An inductor and two capacitors are connected in the circuit as shown in figure. Initially capacitor A has no charge and capacitor B has CV charge. Assume that the circuit as no resistance at all. At t = 0, switch S is closed, then [given LC $=\frac{2}{{\mathrm{\pi }}^2\times {10}^4}{\mathrm{s}}^2\text{ and }\mathrm{CV}=100\mathrm{mC}]$

Let at any time, charge and current in the circuit wire are as shown.

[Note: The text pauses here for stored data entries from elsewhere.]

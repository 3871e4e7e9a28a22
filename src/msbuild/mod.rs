pub mod evaluator;

use std::collections::BTreeMap;
use std::path::Path;

pub use evaluator::MsBuildProject;

/// A single declared item from a project file's `<ItemGroup>` sections,
/// e.g. `<Reference Include="System.Xml, Version=4.0.0.0" />`.
#[derive(Debug, Clone, PartialEq, Eq)]
pub struct ProjectItem {
    /// Element name of the declaration, e.g. "Reference", "Compile".
    pub item_type: String,
    /// The `Include` attribute after property expansion, as written otherwise.
    pub include: String,
}

/// Errors raised while evaluating a single project file.
///
/// These are always recovered per file: the scanner skips the file and
/// continues with the rest of the tree.
#[derive(Debug, thiserror::Error)]
pub enum ParseError {
    #[error("failed to read {path}: {source}")]
    Io {
        path: std::path::PathBuf,
        #[source]
        source: std::io::Error,
    },

    #[error("malformed XML: {0}")]
    Xml(#[from] quick_xml::Error),

    #[error("not an MSBuild project: root element is <{0}>, expected <Project>")]
    NotAProject(String),
}

/// The project-parser collaborator.
///
/// Each analyzed file is evaluated independently, with the command-line
/// property overrides ("global properties") applied on top of the file's own
/// `<PropertyGroup>` definitions.
pub trait ProjectParser: Send + Sync {
    fn parse(
        &self,
        path: &Path,
        properties: &BTreeMap<String, String>,
    ) -> Result<Vec<ProjectItem>, ParseError>;
}
use std::collections::BTreeMap;
use std::path::Path;

use anyhow::Result;
use serde::{Deserialize, Serialize};
use tracing::{debug, info};

/// duprefs configuration (loaded from .duprefs.toml)
#[derive(Debug, Clone, Serialize, Deserialize, Default)]
pub struct DuprefsConfig {
    #[serde(default)]
    pub scan: ScanConfig,

    /// Build property overrides applied when evaluating project files.
    /// Values given on the command line win over these.
    #[serde(default)]
    pub properties: BTreeMap<String, String>,
}

#[derive(Debug, Clone, Serialize, Deserialize, Default)]
pub struct ScanConfig {
    /// Regular expression; project files whose name matches are skipped
    #[serde(default)]
    pub exclude: Option<String>,
}

impl DuprefsConfig {
    /// Try to load .duprefs.toml from the scan path or its parents. Config
    /// problems are advisory: they are logged and the scan proceeds without.
    pub fn load(scan_path: &Path) -> Option<Self> {
        let start = std::fs::canonicalize(scan_path).unwrap_or_else(|_| scan_path.to_path_buf());
        let config_path = find_config_file(&start)?;
        debug!("found config: {}", config_path.display());

        match std::fs::read_to_string(&config_path) {
            Ok(content) => match toml::from_str::<DuprefsConfig>(&content) {
                Ok(config) => {
                    info!("loaded config from {}", config_path.display());
                    Some(config)
                }
                Err(e) => {
                    tracing::warn!("failed to parse {}: {}", config_path.display(), e);
                    None
                }
            },
            Err(e) => {
                debug!("could not read {}: {}", config_path.display(), e);
                None
            }
        }
    }
}

/// Walk up from the scan path to find .duprefs.toml
fn find_config_file(start: &Path) -> Option<std::path::PathBuf> {
    let mut current = start.to_path_buf();
    loop {
        let config = current.join(".duprefs.toml");
        if config.exists() {
            return Some(config);
        }
        if !current.pop() {
            return None;
        }
    }
}

/// Create a default .duprefs.toml in the current directory
pub fn init_config() -> Result<()> {
    let config_path = std::env::current_dir()?.join(".duprefs.toml");

    if config_path.exists() {
        println!("⚠️  .duprefs.toml already exists in this directory");
        return Ok(());
    }

    let default_config = r#"# duprefs configuration

[scan]
# Project files whose name matches this regular expression are skipped.
# A match anywhere in the file name counts.
# exclude = "\\.Test\\."

# Build properties applied when evaluating project files.
# Command-line --properties values take precedence.
[properties]
# Configuration = "Debug"
# Platform = "AnyCPU"
"#;

    std::fs::write(&config_path, default_config)?;
    println!("✅ Created .duprefs.toml");
    println!("   Edit it to customize your scan settings.");

    Ok(())
}
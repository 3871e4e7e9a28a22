use anyhow::Result;

use crate::report::ScanResult;

/// Render a scan result as pretty-printed JSON
pub fn render(result: &ScanResult) -> Result<String> {
    let json = serde_json::to_string_pretty(result)?;
    Ok(json)
}
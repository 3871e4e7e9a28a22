use serde::Serialize;

use crate::msbuild::ProjectItem;

/// Item type tag that marks a declared assembly reference.
pub const REFERENCE_ITEM_TYPE: &str = "Reference";

/// Identity of a declared reference with any comma-suffixed metadata
/// (version, culture, public key token) stripped and the name case-folded.
///
/// Equality on this type is the duplicate relation: two declarations are
/// duplicates iff their normalized identities are equal. Normalization is a
/// pure function of the raw include string.
#[derive(Debug, Clone, PartialEq, Eq, Hash, Serialize)]
#[serde(transparent)]
pub struct NormalizedIdentity(String);

impl NormalizedIdentity {
    pub fn from_raw(raw: &str) -> Self {
        NormalizedIdentity(assembly_name(raw).to_lowercase())
    }

    pub fn as_str(&self) -> &str {
        &self.0
    }
}

impl std::fmt::Display for NormalizedIdentity {
    fn fmt(&self, f: &mut std::fmt::Formatter<'_>) -> std::fmt::Result {
        f.write_str(&self.0)
    }
}

/// The assembly name part of an include string: everything before the first
/// comma, e.g. `"Foo.Bar, Version=1.0"` → `"Foo.Bar"`.
fn assembly_name(raw: &str) -> &str {
    match raw.find(',') {
        Some(idx) => raw[..idx].trim(),
        None => raw.trim(),
    }
}

/// One counted identity with its first-seen original spelling.
#[derive(Debug, Clone, Serialize)]
pub struct CountEntry {
    pub identity: NormalizedIdentity,
    /// Spelling from the first declaration encountered, kept for display.
    pub name: String,
    pub count: usize,
}

/// Occurrence counts per normalized identity, in first-seen order.
///
/// An explicit ordered map rather than a lower-cased hash map, so the
/// case-insensitive key contract stays auditable on its own. Reference lists
/// in a project file are short; lookup is a linear scan.
#[derive(Debug, Clone, Default, Serialize)]
#[serde(transparent)]
pub struct ReferenceCounts {
    entries: Vec<CountEntry>,
}

impl ReferenceCounts {
    pub fn record(&mut self, raw: &str) {
        let identity = NormalizedIdentity::from_raw(raw);
        match self.entries.iter_mut().find(|e| e.identity == identity) {
            Some(entry) => entry.count += 1,
            None => self.entries.push(CountEntry {
                identity,
                name: assembly_name(raw).to_string(),
                count: 1,
            }),
        }
    }

    pub fn entries(&self) -> &[CountEntry] {
        &self.entries
    }

    /// Identities declared more than once.
    pub fn duplicates(&self) -> impl Iterator<Item = &CountEntry> {
        self.entries.iter().filter(|e| e.count > 1)
    }

    pub fn has_duplicates(&self) -> bool {
        self.entries.iter().any(|e| e.count > 1)
    }

    /// Sum of (occurrences − 1) over the duplicated identities: a reference
    /// declared three times contributes 2.
    pub fn error_count(&self) -> usize {
        self.duplicates().map(|e| e.count - 1).sum()
    }
}

/// Count the `Reference` declarations of a single project file. All other
/// declaration kinds (Compile, Content, ProjectReference, ...) are ignored.
pub fn count_references(items: &[ProjectItem]) -> ReferenceCounts {
    let mut counts = ReferenceCounts::default();
    for item in items {
        if item.item_type == REFERENCE_ITEM_TYPE {
            counts.record(&item.include);
        }
    }
    counts
}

$\mathrm{I}=\frac{{\mathrm{dq}}_1}{\mathrm{dt}}$

Applying Kirchhoff s law:

$\begin{array}{l} \frac{\mathrm{CV}-{\mathrm{q}}_1}{\mathrm{C}}-\frac{{\mathrm{q}}_1}{\mathrm{C}}-\mathrm{L}\frac{\mathrm{dI}}{\mathrm{dt}}=0\Rightarrow \frac{\mathrm{CV}-2{\mathrm{q}}_1}{\mathrm{LC}}=\mathrm{L}\frac{{\mathrm{d}}^2{\mathrm{q}}_1}{{\mathrm{dt}}^2}\\ \Rightarrow \frac{{\mathrm{d}}^2{\mathrm{q}}_1}{{\mathrm{dt}}^2}=-\frac{2}{\mathrm{LC}}\left({\mathrm{q}}_1-\frac{\mathrm{CV}}{2}\right)\\ \Rightarrow {\mathrm{q}}_1-\frac{\mathrm{CV}}{2}=\mathrm{Asin}(\mathrm{\omega t}+\mathrm{\delta }) ........\left(\mathrm{i}\right)\end{array}$

where $\mathrm{\omega }=\sqrt{\frac{2}{\mathrm{LC}}}=100\mathrm{\pi rad}/\mathrm{s}$

$\text{ At }\mathrm{t}=0,{\mathrm{q}}_1=0\Rightarrow 0-\frac{\mathrm{CV}}{2}=\mathrm{Asin}\mathrm{\delta } ......\left(\mathrm{ii}\right)$

Differentiating $\text{ (i), }\frac{{\mathrm{dq}}_1}{\mathrm{dt}}-0=\mathrm{A\omega cos}(\mathrm{\omega t}+\mathrm{\delta })$

$\Rightarrow \mathrm{I}=\mathrm{A\omega cos}(\mathrm{\omega t}+\mathrm{\delta }) .......\left(\mathrm{iii}\right)$

$\text{ At }\mathrm{t}=0,\mathrm{I}=0\Rightarrow 0=\mathrm{A\omega cos}\mathrm{\delta }\Rightarrow \mathrm{\delta }=\frac{\mathrm{\pi }}{2}$

From (ii), $\mathrm{A}=-\frac{\mathrm{CV}}{2}$

From(i), ${\mathrm{q}}_1=\frac{\mathrm{CV}}{2}-\frac{\mathrm{CV}}{2}\sin \left(\mathrm{\omega t}+\frac{\mathrm{\pi }}{2}\right)$

$\begin{array}{l}\Rightarrow {\mathrm{q}}_1=\frac{\mathrm{CV}}{2}(1-\cos \mathrm{\omega t}) .......\left(\mathrm{iv}\right)\\ \Rightarrow {\mathrm{q}}_1=50(1-\cos 100\mathrm{\pi t})\mathrm{mC}\end{array}$

$\text{ Now }{\mathrm{q}}_2=\mathrm{CV}-{\mathrm{q}}_1=\frac{\mathrm{CV}}{2}(1+\cos \mathrm{\omega t}) ......\left(\mathrm{v}\right)$

               $=50(1+\cos 100\mathrm{\pi t})$mC

From (iii), $\mathrm{I}=-\mathrm{A\omega sin}\mathrm{\omega t}$

Current in the circuit is maximum for $\mathrm{\omega t}=\frac{\mathrm{\pi }}{2}$.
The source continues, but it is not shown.